(MATERIAL PROVIDED)
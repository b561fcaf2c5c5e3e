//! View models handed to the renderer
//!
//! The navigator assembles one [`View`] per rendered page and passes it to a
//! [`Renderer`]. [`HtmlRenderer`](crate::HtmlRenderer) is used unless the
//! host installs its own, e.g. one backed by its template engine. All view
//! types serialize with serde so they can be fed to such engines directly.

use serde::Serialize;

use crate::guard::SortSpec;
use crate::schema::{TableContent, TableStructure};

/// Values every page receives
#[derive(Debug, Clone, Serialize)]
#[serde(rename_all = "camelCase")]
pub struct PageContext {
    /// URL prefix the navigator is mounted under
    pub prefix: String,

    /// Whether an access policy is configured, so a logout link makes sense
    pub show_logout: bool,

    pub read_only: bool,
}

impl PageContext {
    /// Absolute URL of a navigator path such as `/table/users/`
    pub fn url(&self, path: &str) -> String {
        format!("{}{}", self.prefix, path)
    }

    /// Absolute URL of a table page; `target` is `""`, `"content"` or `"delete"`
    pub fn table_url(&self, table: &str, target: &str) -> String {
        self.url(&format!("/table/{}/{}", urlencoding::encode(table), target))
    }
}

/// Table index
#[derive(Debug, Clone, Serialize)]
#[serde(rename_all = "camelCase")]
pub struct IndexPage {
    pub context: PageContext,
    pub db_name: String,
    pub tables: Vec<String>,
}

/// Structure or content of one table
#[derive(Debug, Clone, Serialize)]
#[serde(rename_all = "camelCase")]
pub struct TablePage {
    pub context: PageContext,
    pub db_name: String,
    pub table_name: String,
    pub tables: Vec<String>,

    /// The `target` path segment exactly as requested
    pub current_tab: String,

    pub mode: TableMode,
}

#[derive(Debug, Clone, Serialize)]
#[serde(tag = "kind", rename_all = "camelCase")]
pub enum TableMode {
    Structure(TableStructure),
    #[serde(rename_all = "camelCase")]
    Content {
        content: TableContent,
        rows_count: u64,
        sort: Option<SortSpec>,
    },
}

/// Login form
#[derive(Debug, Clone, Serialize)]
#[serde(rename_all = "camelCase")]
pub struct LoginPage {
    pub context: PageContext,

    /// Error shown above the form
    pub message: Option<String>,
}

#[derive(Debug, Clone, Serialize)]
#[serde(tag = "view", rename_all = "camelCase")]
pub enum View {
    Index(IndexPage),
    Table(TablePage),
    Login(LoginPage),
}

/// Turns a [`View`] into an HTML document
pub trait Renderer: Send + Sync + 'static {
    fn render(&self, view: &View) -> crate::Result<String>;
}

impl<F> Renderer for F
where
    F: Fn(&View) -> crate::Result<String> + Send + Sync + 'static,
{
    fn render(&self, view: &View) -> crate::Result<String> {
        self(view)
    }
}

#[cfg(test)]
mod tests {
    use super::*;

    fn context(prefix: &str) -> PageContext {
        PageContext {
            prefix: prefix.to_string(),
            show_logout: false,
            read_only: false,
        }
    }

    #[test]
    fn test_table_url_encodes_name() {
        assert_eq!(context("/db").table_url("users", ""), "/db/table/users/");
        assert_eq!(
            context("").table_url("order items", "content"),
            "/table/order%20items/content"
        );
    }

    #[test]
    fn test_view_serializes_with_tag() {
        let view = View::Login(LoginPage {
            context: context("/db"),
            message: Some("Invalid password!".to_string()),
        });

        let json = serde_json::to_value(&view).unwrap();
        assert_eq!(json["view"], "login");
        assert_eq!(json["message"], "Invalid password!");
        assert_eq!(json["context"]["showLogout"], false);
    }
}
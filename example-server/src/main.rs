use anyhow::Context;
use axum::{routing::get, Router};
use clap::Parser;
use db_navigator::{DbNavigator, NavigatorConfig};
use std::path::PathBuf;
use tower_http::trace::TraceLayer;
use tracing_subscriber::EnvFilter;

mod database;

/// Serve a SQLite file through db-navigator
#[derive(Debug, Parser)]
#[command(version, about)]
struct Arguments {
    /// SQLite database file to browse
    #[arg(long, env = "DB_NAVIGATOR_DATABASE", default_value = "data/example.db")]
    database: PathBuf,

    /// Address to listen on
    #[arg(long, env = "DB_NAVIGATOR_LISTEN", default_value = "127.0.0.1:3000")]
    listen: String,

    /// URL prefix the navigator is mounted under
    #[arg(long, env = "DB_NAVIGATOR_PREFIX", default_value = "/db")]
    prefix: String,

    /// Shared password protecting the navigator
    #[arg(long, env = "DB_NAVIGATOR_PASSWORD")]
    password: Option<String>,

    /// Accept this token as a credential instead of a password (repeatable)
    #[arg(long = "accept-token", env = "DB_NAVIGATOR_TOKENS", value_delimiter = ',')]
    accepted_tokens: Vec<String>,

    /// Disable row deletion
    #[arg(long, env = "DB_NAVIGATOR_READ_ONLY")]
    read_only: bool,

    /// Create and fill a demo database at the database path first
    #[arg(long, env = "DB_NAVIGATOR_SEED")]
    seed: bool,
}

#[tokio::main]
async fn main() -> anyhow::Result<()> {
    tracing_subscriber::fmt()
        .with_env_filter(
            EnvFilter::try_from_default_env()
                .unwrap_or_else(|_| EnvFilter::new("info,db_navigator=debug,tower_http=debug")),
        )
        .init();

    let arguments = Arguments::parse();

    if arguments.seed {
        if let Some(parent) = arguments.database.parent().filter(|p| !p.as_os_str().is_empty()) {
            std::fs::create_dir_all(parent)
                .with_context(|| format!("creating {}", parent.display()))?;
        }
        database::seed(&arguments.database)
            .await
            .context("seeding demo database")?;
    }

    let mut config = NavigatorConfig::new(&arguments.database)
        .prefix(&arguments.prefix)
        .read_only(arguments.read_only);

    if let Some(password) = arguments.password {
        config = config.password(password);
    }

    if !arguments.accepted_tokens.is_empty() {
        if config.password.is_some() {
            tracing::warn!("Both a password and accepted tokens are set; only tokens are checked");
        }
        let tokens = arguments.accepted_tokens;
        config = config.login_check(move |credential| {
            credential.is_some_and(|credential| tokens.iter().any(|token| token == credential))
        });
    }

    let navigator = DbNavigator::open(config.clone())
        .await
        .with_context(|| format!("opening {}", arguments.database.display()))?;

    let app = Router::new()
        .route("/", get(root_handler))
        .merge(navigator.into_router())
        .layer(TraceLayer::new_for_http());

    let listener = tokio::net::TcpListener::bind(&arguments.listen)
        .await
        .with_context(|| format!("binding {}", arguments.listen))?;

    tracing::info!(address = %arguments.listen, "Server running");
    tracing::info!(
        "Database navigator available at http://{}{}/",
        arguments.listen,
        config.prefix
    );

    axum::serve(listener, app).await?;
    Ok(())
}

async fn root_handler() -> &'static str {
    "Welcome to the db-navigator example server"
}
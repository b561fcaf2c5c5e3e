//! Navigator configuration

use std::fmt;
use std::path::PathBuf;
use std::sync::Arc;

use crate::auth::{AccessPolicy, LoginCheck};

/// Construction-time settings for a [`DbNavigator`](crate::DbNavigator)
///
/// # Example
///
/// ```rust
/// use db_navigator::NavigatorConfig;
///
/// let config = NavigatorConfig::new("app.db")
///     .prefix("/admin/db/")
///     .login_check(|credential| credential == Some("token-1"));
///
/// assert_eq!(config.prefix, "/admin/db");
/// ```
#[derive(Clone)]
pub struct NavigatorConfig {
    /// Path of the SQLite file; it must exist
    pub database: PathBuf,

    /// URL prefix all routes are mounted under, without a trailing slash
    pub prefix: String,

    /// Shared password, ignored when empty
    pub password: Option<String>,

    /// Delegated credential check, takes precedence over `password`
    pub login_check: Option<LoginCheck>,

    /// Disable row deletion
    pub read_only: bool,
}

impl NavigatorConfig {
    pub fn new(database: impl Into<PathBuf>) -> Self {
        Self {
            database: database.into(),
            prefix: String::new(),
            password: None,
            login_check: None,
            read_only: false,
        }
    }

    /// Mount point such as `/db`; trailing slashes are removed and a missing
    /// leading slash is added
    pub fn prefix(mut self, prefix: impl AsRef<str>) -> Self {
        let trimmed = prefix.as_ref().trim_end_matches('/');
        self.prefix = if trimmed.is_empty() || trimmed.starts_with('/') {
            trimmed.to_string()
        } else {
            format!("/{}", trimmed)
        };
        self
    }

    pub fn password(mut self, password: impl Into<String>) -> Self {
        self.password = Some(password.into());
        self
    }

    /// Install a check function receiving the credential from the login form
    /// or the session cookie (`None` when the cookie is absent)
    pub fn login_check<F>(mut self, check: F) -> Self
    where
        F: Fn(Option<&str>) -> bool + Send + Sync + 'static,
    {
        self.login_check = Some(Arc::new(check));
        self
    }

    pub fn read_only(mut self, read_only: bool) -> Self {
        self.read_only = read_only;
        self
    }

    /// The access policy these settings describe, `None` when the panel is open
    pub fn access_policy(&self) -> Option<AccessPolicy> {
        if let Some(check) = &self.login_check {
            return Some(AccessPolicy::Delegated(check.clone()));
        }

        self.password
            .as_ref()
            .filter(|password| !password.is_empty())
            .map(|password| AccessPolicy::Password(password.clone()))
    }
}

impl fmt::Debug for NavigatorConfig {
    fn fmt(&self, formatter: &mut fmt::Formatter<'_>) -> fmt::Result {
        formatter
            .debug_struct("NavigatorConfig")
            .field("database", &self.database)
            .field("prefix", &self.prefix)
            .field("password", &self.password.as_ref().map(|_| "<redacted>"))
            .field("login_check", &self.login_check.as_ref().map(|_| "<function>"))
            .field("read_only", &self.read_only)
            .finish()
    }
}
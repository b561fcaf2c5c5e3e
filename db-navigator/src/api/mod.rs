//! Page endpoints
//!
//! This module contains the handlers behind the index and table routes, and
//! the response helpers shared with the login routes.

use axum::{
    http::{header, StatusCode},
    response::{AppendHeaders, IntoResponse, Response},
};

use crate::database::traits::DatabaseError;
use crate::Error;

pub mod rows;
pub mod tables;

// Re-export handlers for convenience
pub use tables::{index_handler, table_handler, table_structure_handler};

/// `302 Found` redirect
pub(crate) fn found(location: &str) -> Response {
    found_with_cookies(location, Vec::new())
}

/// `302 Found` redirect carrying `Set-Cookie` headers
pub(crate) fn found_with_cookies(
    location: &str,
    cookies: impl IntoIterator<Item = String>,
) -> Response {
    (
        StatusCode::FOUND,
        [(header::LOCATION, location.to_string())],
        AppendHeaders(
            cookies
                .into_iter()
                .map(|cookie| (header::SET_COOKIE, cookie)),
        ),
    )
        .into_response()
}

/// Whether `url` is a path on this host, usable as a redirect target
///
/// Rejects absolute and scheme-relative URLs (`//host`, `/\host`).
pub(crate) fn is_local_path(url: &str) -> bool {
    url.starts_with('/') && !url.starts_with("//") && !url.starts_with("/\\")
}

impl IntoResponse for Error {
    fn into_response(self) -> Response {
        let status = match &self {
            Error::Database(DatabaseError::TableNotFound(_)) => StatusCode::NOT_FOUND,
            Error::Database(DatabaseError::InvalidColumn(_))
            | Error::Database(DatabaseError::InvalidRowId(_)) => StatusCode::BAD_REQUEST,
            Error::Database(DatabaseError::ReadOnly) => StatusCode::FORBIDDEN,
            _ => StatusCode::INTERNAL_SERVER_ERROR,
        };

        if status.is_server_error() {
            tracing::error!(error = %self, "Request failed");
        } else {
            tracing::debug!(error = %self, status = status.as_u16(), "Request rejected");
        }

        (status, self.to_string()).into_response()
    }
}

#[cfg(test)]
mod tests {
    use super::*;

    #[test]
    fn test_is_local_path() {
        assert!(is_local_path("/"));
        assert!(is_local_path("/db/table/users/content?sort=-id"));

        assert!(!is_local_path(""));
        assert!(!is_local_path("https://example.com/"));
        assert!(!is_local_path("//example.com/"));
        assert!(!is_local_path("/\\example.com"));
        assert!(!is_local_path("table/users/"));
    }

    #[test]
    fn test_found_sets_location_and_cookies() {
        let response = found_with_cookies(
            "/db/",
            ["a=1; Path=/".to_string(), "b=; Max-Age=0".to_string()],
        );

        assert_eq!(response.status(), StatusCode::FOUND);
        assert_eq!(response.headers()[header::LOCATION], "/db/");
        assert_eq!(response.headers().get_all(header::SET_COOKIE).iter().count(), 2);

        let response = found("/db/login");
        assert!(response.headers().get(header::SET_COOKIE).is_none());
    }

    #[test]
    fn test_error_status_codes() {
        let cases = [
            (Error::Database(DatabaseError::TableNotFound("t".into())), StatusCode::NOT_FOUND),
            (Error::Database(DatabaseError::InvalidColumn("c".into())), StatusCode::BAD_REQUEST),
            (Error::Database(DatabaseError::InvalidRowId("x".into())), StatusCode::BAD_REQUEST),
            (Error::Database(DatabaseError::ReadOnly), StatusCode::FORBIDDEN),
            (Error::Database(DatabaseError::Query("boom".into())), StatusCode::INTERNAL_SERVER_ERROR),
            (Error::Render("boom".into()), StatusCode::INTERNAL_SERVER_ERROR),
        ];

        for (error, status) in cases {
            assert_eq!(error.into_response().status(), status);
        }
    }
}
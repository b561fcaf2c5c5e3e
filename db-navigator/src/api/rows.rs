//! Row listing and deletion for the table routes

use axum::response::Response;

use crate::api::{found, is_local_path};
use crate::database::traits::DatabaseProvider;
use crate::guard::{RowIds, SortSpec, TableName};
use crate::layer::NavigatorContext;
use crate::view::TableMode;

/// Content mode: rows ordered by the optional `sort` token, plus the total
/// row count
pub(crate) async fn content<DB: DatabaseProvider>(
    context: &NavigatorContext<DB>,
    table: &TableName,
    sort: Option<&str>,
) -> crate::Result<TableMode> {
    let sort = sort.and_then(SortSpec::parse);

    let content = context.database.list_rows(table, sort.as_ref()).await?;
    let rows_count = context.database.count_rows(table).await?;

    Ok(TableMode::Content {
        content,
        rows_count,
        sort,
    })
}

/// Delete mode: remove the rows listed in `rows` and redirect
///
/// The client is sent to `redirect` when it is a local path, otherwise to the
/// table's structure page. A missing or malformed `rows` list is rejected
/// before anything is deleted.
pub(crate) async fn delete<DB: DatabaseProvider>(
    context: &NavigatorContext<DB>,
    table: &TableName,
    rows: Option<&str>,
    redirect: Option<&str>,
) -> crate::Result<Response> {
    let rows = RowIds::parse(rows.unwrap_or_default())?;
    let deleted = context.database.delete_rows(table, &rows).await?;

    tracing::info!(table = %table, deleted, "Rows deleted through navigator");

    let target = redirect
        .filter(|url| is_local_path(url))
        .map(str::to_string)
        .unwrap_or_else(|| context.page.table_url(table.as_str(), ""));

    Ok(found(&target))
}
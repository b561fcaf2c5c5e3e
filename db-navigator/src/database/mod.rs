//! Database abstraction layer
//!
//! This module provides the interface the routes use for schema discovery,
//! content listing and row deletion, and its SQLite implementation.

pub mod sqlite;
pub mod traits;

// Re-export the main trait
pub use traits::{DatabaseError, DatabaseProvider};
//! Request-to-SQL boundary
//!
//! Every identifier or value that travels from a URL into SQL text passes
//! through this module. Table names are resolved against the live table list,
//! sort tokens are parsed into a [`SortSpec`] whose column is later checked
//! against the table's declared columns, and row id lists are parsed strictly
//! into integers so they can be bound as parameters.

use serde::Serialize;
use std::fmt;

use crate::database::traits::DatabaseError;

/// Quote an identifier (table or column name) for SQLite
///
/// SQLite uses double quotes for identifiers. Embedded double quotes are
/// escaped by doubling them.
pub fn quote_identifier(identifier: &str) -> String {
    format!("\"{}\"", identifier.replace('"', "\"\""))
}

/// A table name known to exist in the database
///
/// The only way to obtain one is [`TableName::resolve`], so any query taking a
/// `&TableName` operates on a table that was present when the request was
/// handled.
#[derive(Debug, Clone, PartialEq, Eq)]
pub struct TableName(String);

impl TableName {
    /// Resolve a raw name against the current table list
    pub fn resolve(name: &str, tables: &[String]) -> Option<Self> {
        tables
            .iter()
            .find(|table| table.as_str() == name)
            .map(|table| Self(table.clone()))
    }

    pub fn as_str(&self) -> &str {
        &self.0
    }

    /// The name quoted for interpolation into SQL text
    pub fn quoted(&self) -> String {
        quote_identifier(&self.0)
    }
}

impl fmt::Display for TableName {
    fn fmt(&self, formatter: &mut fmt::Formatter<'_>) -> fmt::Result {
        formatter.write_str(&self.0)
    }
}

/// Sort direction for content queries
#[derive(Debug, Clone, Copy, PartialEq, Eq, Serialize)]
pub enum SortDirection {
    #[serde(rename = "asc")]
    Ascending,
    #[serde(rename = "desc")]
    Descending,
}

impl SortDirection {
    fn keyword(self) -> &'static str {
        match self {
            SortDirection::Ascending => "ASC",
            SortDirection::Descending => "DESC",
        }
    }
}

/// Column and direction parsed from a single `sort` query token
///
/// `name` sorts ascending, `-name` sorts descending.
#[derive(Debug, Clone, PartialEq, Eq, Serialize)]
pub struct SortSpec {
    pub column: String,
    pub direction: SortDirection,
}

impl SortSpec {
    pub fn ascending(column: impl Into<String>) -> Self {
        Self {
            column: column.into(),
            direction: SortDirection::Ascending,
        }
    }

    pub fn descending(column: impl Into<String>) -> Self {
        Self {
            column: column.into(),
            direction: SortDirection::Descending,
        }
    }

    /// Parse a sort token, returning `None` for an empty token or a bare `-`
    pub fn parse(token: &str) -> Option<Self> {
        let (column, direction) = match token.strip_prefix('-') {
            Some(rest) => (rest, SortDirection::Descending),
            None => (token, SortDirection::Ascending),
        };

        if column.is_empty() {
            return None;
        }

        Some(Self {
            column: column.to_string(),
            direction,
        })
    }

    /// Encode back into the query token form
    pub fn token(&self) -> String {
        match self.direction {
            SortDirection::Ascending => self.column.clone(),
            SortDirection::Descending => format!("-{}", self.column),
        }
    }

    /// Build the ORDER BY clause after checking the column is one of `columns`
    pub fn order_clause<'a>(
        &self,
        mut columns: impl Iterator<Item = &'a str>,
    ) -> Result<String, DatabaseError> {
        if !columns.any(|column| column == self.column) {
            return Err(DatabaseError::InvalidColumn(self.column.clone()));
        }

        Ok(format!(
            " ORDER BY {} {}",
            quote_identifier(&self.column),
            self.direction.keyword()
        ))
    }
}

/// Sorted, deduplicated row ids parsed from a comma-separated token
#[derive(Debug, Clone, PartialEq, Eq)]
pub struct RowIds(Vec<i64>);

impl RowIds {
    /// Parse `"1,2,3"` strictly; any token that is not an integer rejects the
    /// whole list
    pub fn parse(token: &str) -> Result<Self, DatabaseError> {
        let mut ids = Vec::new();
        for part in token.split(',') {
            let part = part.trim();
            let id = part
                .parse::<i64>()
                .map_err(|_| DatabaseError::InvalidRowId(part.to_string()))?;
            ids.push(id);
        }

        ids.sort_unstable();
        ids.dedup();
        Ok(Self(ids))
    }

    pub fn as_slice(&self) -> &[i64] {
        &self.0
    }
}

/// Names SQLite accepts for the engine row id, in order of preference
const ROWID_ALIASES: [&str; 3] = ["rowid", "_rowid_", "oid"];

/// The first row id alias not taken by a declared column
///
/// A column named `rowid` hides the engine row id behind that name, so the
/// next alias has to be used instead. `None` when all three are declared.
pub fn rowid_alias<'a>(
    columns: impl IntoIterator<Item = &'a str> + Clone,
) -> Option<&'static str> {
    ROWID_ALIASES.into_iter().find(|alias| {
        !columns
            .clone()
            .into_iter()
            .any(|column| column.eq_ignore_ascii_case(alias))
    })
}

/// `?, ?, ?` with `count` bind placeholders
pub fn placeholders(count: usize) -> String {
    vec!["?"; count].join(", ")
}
(End MATERIAL PROVIDED)
Scan the records above, then copy out each line that mentions "Whether".

● RESPONSE TO THE TASK
    /// Whether an access policy is configured, so a logout link makes sense
/// Whether `url` is a path on this host, usable as a redirect target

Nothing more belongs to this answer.